The main cause of this complication and similar cases is failure to follow safety protocols before procedures. The most important solutions are labeling the syringe, double-checking, and injecting the drug immediately after filling the syringe (14, 15). Unfortunately, in this patient, the procedure was not checked and performed properly.
Also, the similarity of the medicine container increases the possibility of a wrong injection.
It is recommended that vital drugs, such as anesthetic drugs, be presented in a unique and specific way to reduce the possibility of incorrect injections due to human errors.

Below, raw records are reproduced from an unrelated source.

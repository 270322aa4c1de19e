//! Treasury command handlers: revenue reports, fund balances, triggers.

use std::sync::Arc;

use serde_json::Value;

use cadenza_db::queries::treasury;
use cadenza_types::period::Period;

use crate::commands::db_err;
use crate::events::Event;
use crate::rpc::RpcError;
use crate::scheduler::{run_job, unix_now, JobKind};
use crate::DaemonState;

type Result = std::result::Result<Value, RpcError>;

pub(crate) fn require_period(params: &Value) -> std::result::Result<Period, RpcError> {
    let start = params
        .get("period_start")
        .and_then(|v| v.as_u64())
        .ok_or_else(|| RpcError::invalid_params("period_start required"))?;
    let end = params
        .get("period_end")
        .and_then(|v| v.as_u64())
        .ok_or_else(|| RpcError::invalid_params("period_end required"))?;
    Period::new(start, end).ok_or_else(|| RpcError::invalid_params("period_start must precede period_end"))
}

/// Record a period revenue total from the billing service.
pub async fn report_revenue(state: &Arc<DaemonState>, params: &Value) -> Result {
    let period = require_period(params)?;
    let source_type = params
        .get("source_type")
        .and_then(|v| v.as_str())
        .ok_or_else(|| RpcError::invalid_params("source_type required"))?;
    let total_revenue_cents = params
        .get("total_revenue_cents")
        .and_then(|v| v.as_i64())
        .ok_or_else(|| RpcError::invalid_params("total_revenue_cents required"))?;

    let now = unix_now();
    let db = state.db.lock().await;
    let recorded =
        treasury::record_revenue_report(&db, period, source_type, total_revenue_cents, now)
            .map_err(db_err)?;

    if recorded {
        state.event_bus.emit(Event {
            event_type: "RevenueReported".to_string(),
            timestamp: now,
            payload: serde_json::json!({
                "period_start": period.start,
                "period_end": period.end,
                "source_type": source_type,
                "total_revenue_cents": total_revenue_cents,
            }),
        });
    }

    Ok(serde_json::json!({"recorded": recorded}))
}

/// Fund balances for a period.
pub async fn get_fund_balances(state: &Arc<DaemonState>, params: &Value) -> Result {
    let period = require_period(params)?;
    let db = state.db.lock().await;
    let balances = treasury::period_balances(&db, period).map_err(db_err)?;

    Ok(serde_json::json!(balances
        .iter()
        .map(|(fund, balance)| serde_json::json!({"fund": fund, "balance_cents": balance}))
        .collect::<Vec<_>>()))
}

/// Manually trigger the distribution job. Elevated.
///
/// Defaults to the most recently elapsed period; period-scoped
/// idempotency keys make a concurrent scheduled run safe.
pub async fn trigger_distribution(state: &Arc<DaemonState>, params: &Value) -> Result {
    let now = unix_now();
    let period = if params.get("period_start").is_some() {
        require_period(params)?
    } else {
        Period::previous(now)
    };

    let report = run_job(state, JobKind::MonthlyDistribution, period, now).await;
    serde_json::to_value(&report).map_err(|e| RpcError::internal_error(&e.to_string()))
}
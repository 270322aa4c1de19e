//! Scheduler job run records.
//!
//! One row per (job, period) is the period-scoped idempotency record for
//! the scheduler: a succeeded run is never re-entered, a failed run may
//! be retried manually.

use rusqlite::{Connection, OptionalExtension};

use cadenza_types::period::Period;

use crate::Result;

/// A job run row.
#[derive(Clone, Debug)]
pub struct JobRunRow {
    pub job: String,
    pub period_start: u64,
    pub period_end: u64,
    pub status: String,
    pub detail: Option<String>,
    pub started_at: u64,
    pub finished_at: Option<u64>,
}

/// Outcome of attempting to claim a job run.
#[derive(Clone, Copy, Debug, PartialEq, Eq)]
pub enum ClaimOutcome {
    /// The run was claimed; proceed.
    Claimed,
    /// A previous run already succeeded; skip.
    AlreadySucceeded,
    /// A run is currently marked running; skip.
    AlreadyRunning,
}

/// Claim the (job, period) run slot.
///
/// A failed prior run is reclaimed for retry; a succeeded one is not.
pub fn claim_run(conn: &Connection, job: &str, period: Period, now: u64) -> Result<ClaimOutcome> {
    let tx = conn.unchecked_transaction()?;

    let existing: Option<String> = tx
        .query_row(
            "SELECT status FROM job_runs WHERE job = ?1 AND period_start = ?2 AND period_end = ?3",
            rusqlite::params![job, period.start as i64, period.end as i64],
            |row| row.get(0),
        )
        .optional()?;

    let outcome = match existing.as_deref() {
        None => {
            tx.execute(
                "INSERT INTO job_runs (job, period_start, period_end, status, started_at)
                 VALUES (?1, ?2, ?3, 'running', ?4)",
                rusqlite::params![job, period.start as i64, period.end as i64, now as i64],
            )?;
            ClaimOutcome::Claimed
        }
        Some("failed") => {
            tx.execute(
                "UPDATE job_runs SET status = 'running', detail = NULL, started_at = ?1,
                        finished_at = NULL
                 WHERE job = ?2 AND period_start = ?3 AND period_end = ?4",
                rusqlite::params![now as i64, job, period.start as i64, period.end as i64],
            )?;
            ClaimOutcome::Claimed
        }
        Some("succeeded") => ClaimOutcome::AlreadySucceeded,
        Some(_) => ClaimOutcome::AlreadyRunning,
    };

    tx.commit()?;
    Ok(outcome)
}

/// Record the terminal state of a claimed run.
pub fn finish_run(
    conn: &Connection,
    job: &str,
    period: Period,
    succeeded: bool,
    detail: &serde_json::Value,
    now: u64,
) -> Result<()> {
    conn.execute(
        "UPDATE job_runs SET status = ?1, detail = ?2, finished_at = ?3
         WHERE job = ?4 AND period_start = ?5 AND period_end = ?6",
        rusqlite::params![
            if succeeded { "succeeded" } else { "failed" },
            detail.to_string(),
            now as i64,
            job,
            period.start as i64,
            period.end as i64,
        ],
    )?;
    Ok(())
}

/// Fetch a run record.
pub fn get_run(conn: &Connection, job: &str, period: Period) -> Result<Option<JobRunRow>> {
    let row = conn
        .query_row(
            "SELECT job, period_start, period_end, status, detail, started_at, finished_at
             FROM job_runs WHERE job = ?1 AND period_start = ?2 AND period_end = ?3",
            rusqlite::params![job, period.start as i64, period.end as i64],
            |row| {
                Ok(JobRunRow {
                    job: row.get(0)?,
                    period_start: row.get::<_, i64>(1)? as u64,
                    period_end: row.get::<_, i64>(2)? as u64,
                    status: row.get(3)?,
                    detail: row.get(4)?,
                    started_at: row.get::<_, i64>(5)? as u64,
                    finished_at: row.get::<_, Option<i64>>(6)?.map(|t| t as u64),
                })
            },
        )
        .optional()?;
    Ok(row)
}

/// Most recent runs across all jobs, newest first.
pub fn recent_runs(conn: &Connection, limit: u32) -> Result<Vec<JobRunRow>> {
    let mut stmt = conn.prepare(
        "SELECT job, period_start, period_end, status, detail, started_at, finished_at
         FROM job_runs ORDER BY started_at DESC LIMIT ?1",
    )?;
    let rows = stmt
        .query_map([limit], |row| {
            Ok(JobRunRow {
                job: row.get(0)?,
                period_start: row.get::<_, i64>(1)? as u64,
                period_end: row.get::<_, i64>(2)? as u64,
                status: row.get(3)?,
                detail: row.get(4)?,
                started_at: row.get::<_, i64>(5)? as u64,
                finished_at: row.get::<_, Option<i64>>(6)?.map(|t| t as u64),
            })
        })?
        .collect::<std::result::Result<Vec<_>, _>>()?;
    Ok(rows)
}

In our case, the patient was debilitated, and the lower limb muscles were atrophied; thus, concomitant neurological complications may interfere with or act as a bias in assessing neurological complications.
3.3. Window to the Future
According to the results of the first random injection of etomidate into the spinal cord, which did not cause hemodynamic and neurological changes, further research may show the destructive or even protective effects of etomidate on neurons.